TASK DIRECTIONS: From the records below, please return each line that holds the word "CoinError".

THE DATA:
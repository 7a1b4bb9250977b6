// 🅿️ Pay Station - Transaction session logic
// One station, one coin total, one bound deployment profile. Everything here
// is straight-line bookkeeping; the decision logic lives in the strategies.

use std::sync::Arc;
use thiserror::Error;

use crate::factory::StationFactory;
use crate::rates::RateStrategy;
use crate::receipt::Receipt;

/// Coin values the station accepts, in cents.
pub const LEGAL_COINS: [u32; 3] = [5, 10, 25];

// ============================================================================
// ERRORS
// ============================================================================

/// The only failure a station can produce: a coin outside the legal set.
#[derive(Debug, Error, PartialEq, Eq)]
pub enum CoinError {
    #[error("invalid coin: {value} cents (legal coins: 5, 10, 25)")]
    InvalidCoin { value: u32 },
}

// ============================================================================
// PAY STATION
// ============================================================================

/// Stateful pay station session.
///
/// Holds the running coin total for the current transaction. The rate
/// strategy and receipt style are bound from the factory at construction and
/// fixed for the station's lifetime; a different deployment profile means a
/// new station.
pub struct PayStation {
    inserted_cents: u32,
    strategy: Arc<dyn RateStrategy>,
    factory: Box<dyn StationFactory>,
}

impl PayStation {
    pub fn new(factory: impl StationFactory + 'static) -> Self {
        PayStation {
            inserted_cents: 0,
            strategy: factory.create_rate_strategy(),
            factory: Box::new(factory),
        }
    }

    /// Deployment profile this station was built for.
    pub fn profile_name(&self) -> &str {
        self.factory.name()
    }

    /// Insert a coin.
    ///
    /// Rejects values outside {5, 10, 25} with `CoinError::InvalidCoin`,
    /// leaving the running total untouched.
    pub fn add_payment(&mut self, coin_cents: u32) -> Result<(), CoinError> {
        if !LEGAL_COINS.contains(&coin_cents) {
            return Err(CoinError::InvalidCoin { value: coin_cents });
        }

        self.inserted_cents += coin_cents;
        Ok(())
    }

    /// Minutes purchased so far. Pure read, recomputed from the running
    /// total on every call.
    pub fn read_display(&self) -> f64 {
        self.strategy.minutes_for(self.inserted_cents)
    }

    /// Complete the transaction: returns a receipt for the current display
    /// value and resets the station for the next customer.
    pub fn buy(&mut self) -> Receipt {
        let receipt = self.factory.create_receipt(self.read_display());
        self.reset();
        receipt
    }

    /// Abort the transaction. Resets the station; no receipt, no refund
    /// bookkeeping (the coin return is hardware, not logic).
    pub fn cancel(&mut self) {
        self.reset();
    }

    fn reset(&mut self) {
        self.inserted_cents = 0;
    }
}

// ============================================================================
// TESTS
// ============================================================================

#[cfg(test)]
mod tests {
    use super::*;
    use crate::clock::FixedClock;
    use crate::factory::ProfileRegistry;

    fn station(profile: &str) -> PayStation {
        let registry = ProfileRegistry::with_clock(Arc::new(FixedClock::new(false, 10, 0)));
        PayStation::new(registry.factory(profile).unwrap())
    }

    #[test]
    fn test_new_station_displays_zero() {
        let ps = station("AlphaTown");
        assert_eq!(ps.read_display(), 0.0);
        assert_eq!(ps.profile_name(), "AlphaTown");
    }

    #[test]
    fn test_display_tracks_running_sum() {
        let mut ps = station("AlphaTown");

        ps.add_payment(25).unwrap();
        assert_eq!(ps.read_display(), 10.0);

        ps.add_payment(25).unwrap();
        ps.add_payment(25).unwrap();
        ps.add_payment(25).unwrap();
        // 100¢ at linear(150): 40 minutes, order-independent
        assert_eq!(ps.read_display(), 40.0);
    }

    #[test]
    fn test_illegal_coin_rejected_state_unchanged() {
        let mut ps = station("AlphaTown");
        ps.add_payment(10).unwrap();
        let before = ps.read_display();

        let err = ps.add_payment(17).unwrap_err();
        assert_eq!(err, CoinError::InvalidCoin { value: 17 });
        assert_eq!(ps.read_display(), before);

        assert!(ps.add_payment(0).is_err());
        assert!(ps.add_payment(100).is_err());
        assert_eq!(ps.read_display(), before);
    }

    #[test]
    fn test_buy_returns_display_value_and_resets() {
        let mut ps = station("AlphaTown");
        ps.add_payment(25).unwrap();
        ps.add_payment(25).unwrap();

        let shown = ps.read_display();
        let receipt = ps.buy();

        assert_eq!(receipt.minutes, shown);
        assert_eq!(ps.read_display(), 0.0);
    }

    #[test]
    fn test_cancel_resets_without_receipt() {
        let mut ps = station("AlphaTown");
        ps.add_payment(25).unwrap();

        ps.cancel();
        assert_eq!(ps.read_display(), 0.0);

        // Next transaction starts clean
        ps.add_payment(5).unwrap();
        assert_eq!(ps.read_display(), 2.0);
    }

    #[test]
    fn test_receipt_style_follows_profile() {
        let mut beta = station("BetaTown");
        beta.add_payment(25).unwrap();
        assert!(beta.buy().barcode);

        let mut alpha = station("AlphaTown");
        alpha.add_payment(25).unwrap();
        assert!(!alpha.buy().barcode);
    }

    #[test]
    fn test_separate_stations_do_not_share_totals() {
        let mut a = station("AlphaTown");
        let mut b = station("AlphaTown");

        a.add_payment(25).unwrap();
        b.add_payment(5).unwrap();

        assert_eq!(a.read_display(), 10.0);
        assert_eq!(b.read_display(), 2.0);
    }
}
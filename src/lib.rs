// Pay Station - Core Library
// Parking pay station logic: coins in, minutes out, receipt on buy.
// Rate rules and receipt styles vary per town deployment via factories.

pub mod clock;
pub mod rates;
pub mod receipt;
pub mod factory;
pub mod station;

// Re-export commonly used types
pub use clock::{FixedClock, SystemClock, TimeSource};
pub use rates::{
    AlternatingRateStrategy, DecisionFn, LinearRateStrategy, ProgressiveRateStrategy,
    RateStrategy, StrategyConfig,
};
pub use receipt::Receipt;
pub use factory::{ProfileConfig, ProfileRegistry, StationFactory, TownFactory};
pub use station::{CoinError, PayStation, LEGAL_COINS};

/// Library version
pub const VERSION: &str = env!("CARGO_PKG_VERSION");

WRITTEN ANSWER:
pub enum CoinError {
    /// Rejects values outside {5, 10, 25} with `CoinError::InvalidCoin`,
    pub fn add_payment(&mut self, coin_cents: u32) -> Result<(), CoinError> {
            return Err(CoinError::InvalidCoin { value: coin_cents });
        assert_eq!(err, CoinError::InvalidCoin { value: 17 });
pub use station::{CoinError, PayStation, LEGAL_COINS};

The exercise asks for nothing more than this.